Parzinger, Hermann, Abenteuer Archäologie
Parzinger, Hermann, Abenteuer Archäologie. Eine Reise durch die Menschheitsgeschichte. Beck, München 2016. 255 S., 71 Abb. u. Kart. Besprochen von Werner Augustinovic.
In „Die Kinder des Prometheus. Eine Geschichte der Menschheit vor der Erfindung der Schrift“ (2014) hat Hermann Parzinger vor zwei Jahren illustriert und auf nahezu 850 Seiten eindrucksvoll die Leistungen der Archäologie und ihrer Hilfswissenschaften für die Ur- und Frühgeschichtsforschung dargestellt. Dem Konzept dieses ästhetisch sehr ansprechenden Bandes ist auch sein neuestes Werk verschrieben. „Abenteuer Archäologie“ ist zwar deutlich schlanker – der Umfang erreicht nicht einmal ein Drittel der Seitenzahl seines Vorgängers –, ist aber ebenso mit qualitativ hochwertigen Abbildungen ausgestattet und in einer allgemein gut verständlichen Sprache geschrieben. Es steht daher zu vermuten, dass auch diesem Buch im Kreis der an archäologischer Forschung Interessierten Erfolg beschieden sein wird. Dieser mag nicht von ungefähr kommen. Denn Hermann Parzinger, Prähistoriker und Präsident der Stiftung Preußischer Kulturbesitz, besitzt die Gabe, seine Disziplin auf ansprechende und spannende Weise nahezubringen, ohne dabei Gewissheiten suggerieren zu müssen, welche die Quellenbefunde über Gebühr strapazieren. Die Faszination entspringt den beobachteten Phänomenen und gesicherten Fakten selbst, die nicht darauf angewiesen sind, durch überzogene Interpretationen ein sensationelles Profil zu gewinnen. In der Darstellung gehen so profundes Wissen auf dem letzten Stand und Leidenschaft für das Fach eine den Leser mitreißende Synthese ein.
Dem Verfasser geht es darum zu zeigen, dass sich die Aussagekraft archäologischer Befunde mitnichten auf die Zeiten vor der Überlieferung schriftlicher Zeugnisse beschränkt, sondern dass diesen vielmehr universell und bis in die Gegenwart eine erhebliche Bedeutung in der Annäherung an die Realität des geschichtlichen Prozesses zukommt.
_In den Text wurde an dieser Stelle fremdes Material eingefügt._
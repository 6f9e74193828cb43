//! # Watchdog: runs one unit's `on_start` under its restart policy.
//!
//! ## State machine
//! ```text
//!              │ Ignore             │ Retry(N)                     │ Always
//! ─────────────┼────────────────────┼──────────────────────────────┼──────────────────────────────
//! Blocking     │ 1 attempt,         │ ≤ N attempts, stop at first  │ rejected: AlwaysInBlocking
//! (run awaits) │ result → run       │ Ok, last error → run         │ (never started)
//! ─────────────┼────────────────────┼──────────────────────────────┼──────────────────────────────
//! Async        │ 1 attempt,         │ ≤ N attempts, stop at first  │ attempt until Ok or the root
//! (own task)   │ error → log        │ Ok, each failure → log       │ token is cancelled (also
//!              │                    │                              │ during the delay)
//! ```
//!
//! ## Rules
//! - Attempts of one unit are strictly sequential.
//! - Delays come from the unit's backoff (or the supervisor default); no delay
//!   follows the final Retry attempt.
//! - Only `Always` observes the root token; `Retry` runs to success or exhaustion.
//! - A panic inside `on_start` ends the watchdog: it is logged at fatal level and
//!   mirrored to the system log. Blocking units report it as
//!   [`RuntimeError::Panicked`].

use std::sync::Arc;

use tokio::task::JoinHandle;
use tokio::{select, time};
use tokio_util::sync::CancellationToken;

use crate::core::runner::{Failure, start_once};
use crate::error::{RuntimeError, ServiceError};
use crate::logging::{Logger, Severity, SyslogSink};
use crate::policies::{BackoffPolicy, RestartPolicy};
use crate::units::Unit;

/// Supervises the start of a single unit.
pub(crate) struct Watchdog {
    unit: Arc<Unit>,
    backoff: BackoffPolicy,
    logger: Arc<dyn Logger>,
    syslog: SyslogSink,
}

impl Watchdog {
    /// `default_backoff` applies when the unit has no delay policy of its own.
    pub fn new(
        unit: Arc<Unit>,
        default_backoff: BackoffPolicy,
        logger: Arc<dyn Logger>,
        syslog: SyslogSink,
    ) -> Self {
        let backoff = unit.backoff().unwrap_or(default_backoff);
        Self {
            unit,
            backoff,
            logger,
            syslog,
        }
    }

    /// Runs a blocking unit to completion of its policy.
    pub async fn run_blocking(&self) -> Result<(), RuntimeError> {
        let outcome = match self.unit.restart() {
            RestartPolicy::Ignore => start_once(self.unit.service().as_ref()).await,
            RestartPolicy::Retry => self.retry().await,
            RestartPolicy::Always => {
                return Err(RuntimeError::AlwaysInBlocking {
                    unit: self.unit.name().to_string(),
                });
            }
        };

        match outcome {
            Ok(()) => Ok(()),
            Err(Failure::Error(source)) => Err(RuntimeError::Start {
                unit: self.unit.name().to_string(),
                source,
            }),
            Err(Failure::Panic { message, backtrace }) => {
                self.report_panic(&message, &backtrace);
                Err(RuntimeError::Panicked {
                    unit: self.unit.name().to_string(),
                    message,
                })
            }
        }
    }

    /// Spawns a detached worker running the unit's policy.
    pub fn spawn(self, token: CancellationToken) -> JoinHandle<()> {
        tokio::spawn(async move { self.run_async(token).await })
    }

    async fn run_async(&self, token: CancellationToken) {
        let outcome = match self.unit.restart() {
            RestartPolicy::Ignore => start_once(self.unit.service().as_ref()).await,
            RestartPolicy::Retry => self.retry().await,
            RestartPolicy::Always => self.always(&token).await,
        };

        match outcome {
            Ok(()) => {
                self.logger
                    .debug("unitvisor: service worker exited.", &[("name", &self.unit.name())]);
            }
            Err(Failure::Error(e)) => self.report_failure(&e),
            Err(Failure::Panic { message, backtrace }) => self.report_panic(&message, &backtrace),
        }
    }

    /// Up to `attempts()` sequential attempts; returns the last error.
    async fn retry(&self) -> Result<(), Failure> {
        let attempts = self.unit.attempts();
        let mut attempt: u32 = 0;
        loop {
            let err = match start_once(self.unit.service().as_ref()).await {
                Ok(()) => return Ok(()),
                Err(Failure::Error(e)) => e,
                Err(panic) => return Err(panic),
            };
            self.logger.error(
                "unitvisor: failed to start service.",
                &[
                    ("name", &self.unit.name()),
                    ("restart_policy", &RestartPolicy::Retry),
                    ("reason", &err),
                    ("retry", &attempt),
                ],
            );

            attempt += 1;
            if attempt >= attempts {
                return Err(Failure::Error(err));
            }
            let delay = self.backoff.next(attempt - 1);
            if !delay.is_zero() {
                time::sleep(delay).await;
            }
        }
    }

    /// Attempts until success or cancellation of `token`.
    async fn always(&self, token: &CancellationToken) -> Result<(), Failure> {
        let mut attempt: u32 = 0;
        loop {
            if token.is_cancelled() {
                return self.cancelled(attempt);
            }
            match start_once(self.unit.service().as_ref()).await {
                Ok(()) => return Ok(()),
                Err(Failure::Error(e)) => {
                    self.logger.error(
                        "unitvisor: failed to start service.",
                        &[
                            ("name", &self.unit.name()),
                            ("restart_policy", &RestartPolicy::Always),
                            ("reason", &e),
                            ("retry", &attempt),
                        ],
                    );
                    self.syslog.send(
                        Severity::Error,
                        &format!(
                            "Failed to start service: {}, policy: {}, error: {e}",
                            self.unit.name(),
                            RestartPolicy::Always
                        ),
                    );
                }
                Err(panic) => return Err(panic),
            }

            let delay = self.backoff.next(attempt);
            attempt = attempt.saturating_add(1);
            if delay.is_zero() {
                tokio::task::yield_now().await;
                continue;
            }
            let sleep = time::sleep(delay);
            tokio::pin!(sleep);
            select! {
                _ = &mut sleep => {}
                _ = token.cancelled() => return self.cancelled(attempt),
            }
        }
    }

    fn cancelled(&self, attempts: u32) -> Result<(), Failure> {
        self.logger.info(
            "unitvisor: supervisor stopped, giving up restarts.",
            &[("name", &self.unit.name()), ("attempts", &attempts)],
        );
        Ok(())
    }

    fn report_failure(&self, err: &ServiceError) {
        let policy = self.unit.restart();
        self.logger.error(
            "unitvisor: service worker exited with error.",
            &[
                ("name", &self.unit.name()),
                ("restart_policy", &policy),
                ("reason", err),
            ],
        );
        self.syslog.send(
            Severity::Error,
            &format!(
                "Failed to start service: {}, policy: {policy}, error: {err}",
                self.unit.name()
            ),
        );
    }

    fn report_panic(&self, message: &str, backtrace: &str) {
        let policy = self.unit.restart();
        let kind = self.unit.service_type();
        self.logger.fatal(
            "unitvisor: panic recovered in service.",
            &[
                ("name", &self.unit.name()),
                ("service_type", &kind),
                ("restart_policy", &policy),
                ("panic", &message),
                ("stack", &backtrace),
            ],
        );
        self.syslog.send(
            Severity::Critical,
            &format!(
                "Panic in {} ({kind}, {policy}): {message}\n{backtrace}",
                self.unit.name()
            ),
        );
    }
}

#[cfg(test)]
mod tests {
    use super::*;
    use std::sync::atomic::{AtomicU32, Ordering};
    use std::time::Duration;

    use futures::future::{self, Ready};

    use crate::logging::Level;
    use crate::logging::testing::RecordingLogger;
    use crate::services::{ServiceFn, ServiceType};
    use crate::units::UnitOptions;

    /// Service failing its first `fail_first` attempts, then succeeding.
    fn flaky(
        kind: ServiceType,
        fail_first: u32,
        calls: Arc<AtomicU32>,
    ) -> ServiceFn<impl Fn() -> Ready<Result<(), ServiceError>> + Send + Sync + 'static> {
        ServiceFn::new("flaky", kind, move || {
            let n = calls.fetch_add(1, Ordering::SeqCst) + 1;
            future::ready(if n <= fail_first {
                Err(ServiceError::fail(format!("boom #{n}")))
            } else {
                Ok(())
            })
        })
    }

    fn watchdog(
        kind: ServiceType,
        fail_first: u32,
        opts: UnitOptions,
    ) -> (Watchdog, Arc<AtomicU32>, Arc<RecordingLogger>) {
        let calls = Arc::new(AtomicU32::new(0));
        let service = flaky(kind, fail_first, calls.clone());
        let unit = Arc::new(Unit::new(0, opts, Arc::new(service)));
        let logger = Arc::new(RecordingLogger::default());
        let dog = Watchdog::new(
            unit,
            BackoffPolicy::default(),
            logger.clone(),
            SyslogSink::disabled(),
        );
        (dog, calls, logger)
    }

    #[tokio::test]
    async fn blocking_ignore_propagates_error() {
        let (dog, calls, _) = watchdog(ServiceType::Blocking, 1, UnitOptions::new());
        let err = dog.run_blocking().await.unwrap_err();
        assert!(matches!(err, RuntimeError::Start { .. }));
        assert_eq!(calls.load(Ordering::SeqCst), 1);
    }

    #[tokio::test]
    async fn blocking_retry_exhausts_and_returns_last_error() {
        let opts = UnitOptions::new()
            .with_restart(RestartPolicy::Retry)
            .with_max_retry(3);
        let (dog, calls, logger) = watchdog(ServiceType::Blocking, u32::MAX, opts);

        match dog.run_blocking().await {
            Err(RuntimeError::Start { source, .. }) => {
                assert_eq!(source.to_string(), "execution failed: boom #3");
            }
            other => panic!("unexpected: {other:?}"),
        }
        assert_eq!(calls.load(Ordering::SeqCst), 3);
        assert_eq!(logger.matching(Level::Error, "failed to start service"), 3);
    }

    #[tokio::test]
    async fn blocking_retry_stops_at_first_success() {
        let opts = UnitOptions::new()
            .with_restart(RestartPolicy::Retry)
            .with_max_retry(5);
        let (dog, calls, _) = watchdog(ServiceType::Blocking, 1, opts);
        dog.run_blocking().await.unwrap();
        assert_eq!(calls.load(Ordering::SeqCst), 2);
    }

    #[tokio::test(start_paused = true)]
    async fn retry_waits_between_attempts_but_not_after_the_last() {
        let opts = UnitOptions::new()
            .with_restart(RestartPolicy::Retry)
            .with_max_retry(3)
            .with_restart_delay(Duration::from_secs(10));
        let (dog, calls, _) = watchdog(ServiceType::Blocking, u32::MAX, opts);

        let started = time::Instant::now();
        assert!(dog.run_blocking().await.is_err());
        let elapsed = started.elapsed();

        assert_eq!(calls.load(Ordering::SeqCst), 3);
        assert!(elapsed >= Duration::from_secs(20), "{elapsed:?}");
        assert!(elapsed < Duration::from_secs(30), "{elapsed:?}");
    }

    #[tokio::test]
    async fn blocking_always_is_rejected_without_starting() {
        let opts = UnitOptions::new().with_restart(RestartPolicy::Always);
        let (dog, calls, _) = watchdog(ServiceType::Blocking, 0, opts);
        let err = dog.run_blocking().await.unwrap_err();
        assert!(matches!(err, RuntimeError::AlwaysInBlocking { .. }));
        assert_eq!(calls.load(Ordering::SeqCst), 0);
    }

    #[tokio::test]
    async fn async_always_stops_after_first_success() {
        let opts = UnitOptions::new().with_restart(RestartPolicy::Always);
        let (dog, calls, logger) = watchdog(ServiceType::Async, 2, opts);
        dog.spawn(CancellationToken::new()).await.unwrap();
        assert_eq!(calls.load(Ordering::SeqCst), 3);
        assert_eq!(logger.matching(Level::Error, "failed to start service"), 2);
    }

    #[tokio::test(start_paused = true)]
    async fn async_always_exits_on_cancel_during_delay() {
        let opts = UnitOptions::new()
            .with_restart(RestartPolicy::Always)
            .with_restart_delay(Duration::from_secs(3600));
        let (dog, calls, _) = watchdog(ServiceType::Async, u32::MAX, opts);
        let token = CancellationToken::new();
        let worker = dog.spawn(token.clone());

        while calls.load(Ordering::SeqCst) == 0 {
            tokio::task::yield_now().await;
        }
        token.cancel();
        worker.await.unwrap();
        assert_eq!(calls.load(Ordering::SeqCst), 1);
    }

    #[tokio::test]
    async fn async_retry_logs_each_failure() {
        let opts = UnitOptions::new()
            .with_restart(RestartPolicy::Retry)
            .with_max_retry(3);
        let (dog, calls, logger) = watchdog(ServiceType::Async, u32::MAX, opts);
        dog.spawn(CancellationToken::new()).await.unwrap();
        assert_eq!(calls.load(Ordering::SeqCst), 3);
        assert_eq!(logger.matching(Level::Error, "failed to start service"), 3);
        assert_eq!(logger.matching(Level::Error, "boom #3"), 2);
    }

    #[tokio::test]
    async fn async_panic_becomes_one_fatal_record() {
        let svc = ServiceFn::new("panicky", ServiceType::Async, || async {
            if true {
                panic!("worker blew up");
            }
            Ok::<_, ServiceError>(())
        });
        let unit = Arc::new(Unit::new(0, UnitOptions::new(), Arc::new(svc)));
        let logger = Arc::new(RecordingLogger::default());
        let dog = Watchdog::new(
            unit,
            BackoffPolicy::default(),
            logger.clone(),
            SyslogSink::disabled(),
        );

        dog.spawn(CancellationToken::new()).await.unwrap();
        assert_eq!(logger.count(Level::Fatal), 1);
        assert_eq!(logger.matching(Level::Fatal, "worker blew up"), 1);
    }
}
Wer dächte in Zusammenhang mit dem Thema Archäologie schon an „entartete Kunst“ oder die Konzentrationslager? Und doch vermochte der „Berliner Skulpturenfund“ von 2010 nicht nur „einen Teil der Geschichte deutschen Ungeistes zu erhellen und […] Werke wieder der Öffentlichkeit zugänglich zu machen, die nach dem Willen der NS-Machthaber auf immer hätten verschwinden sollen“, sondern darüber hinaus auch den überraschenden Kontext „ein(es) Versteck(s) jüdischer Mitbürger und ein(es) Depot(s) des Goebbels-Ministeriums in ein und demselben Haus“ offenzulegen (S. 225f.), und in den in Teilen bereits abgerissenen ehemaligen Konzentrationslagern lieferten Ausgrabungen „eine wichtige Basis für die Ausgestaltung dieser Orte als Gedenkstätten […,] erhell[t]en das Schicksal einzelner“ oder führten bisweilen zur Entdeckung unvollständig entsorgter „belastende(r) Unterlagen“ (S. 223). Die materiellen Hinterlassenschaften seien „stets in ihrem kulturellen, historischen und geografischen bzw. kulturgeografischen Kontext zu betrachten“. Diesem uferlosen, die ganze Menschheitsgeschichte abdeckenden Operationsgebiet ist es dann geschuldet, dass es übergreifend „keine ‚Archäologie‘ als Universitätsfach (gibt)“, sehr wohl aber spezialisierte Sparten wie „eine Klassische Archäologie, eine Vorderasiatische, eine Biblische, eine Christliche, eine Byzantinische, eine Provinzialrömische, eine Islamische, eine Chinesische, eine Altamerikanische und eine Naturwissenschaftliche Archäologie und neuerdings auch eine Archäologie des Mittelalters und der Neuzeit“, unter all diesen „am universellsten […] die Prähistorische Archäologie oder Ur- und Frühgeschichte“ (S. 14f.). Zur Urgeschichte zählten Perioden ohne schriftliche Zeugnisse, zur Frühgeschichte jene mit ersten, extern erstellten Schriftquellen (Griechen schreiben über Kelten oder Römer über Germanen). Erst mit der Etablierung einer eigenständigen Geschichtsschreibung treten Völker der Definition zufolge aus der Frühgeschichte heraus.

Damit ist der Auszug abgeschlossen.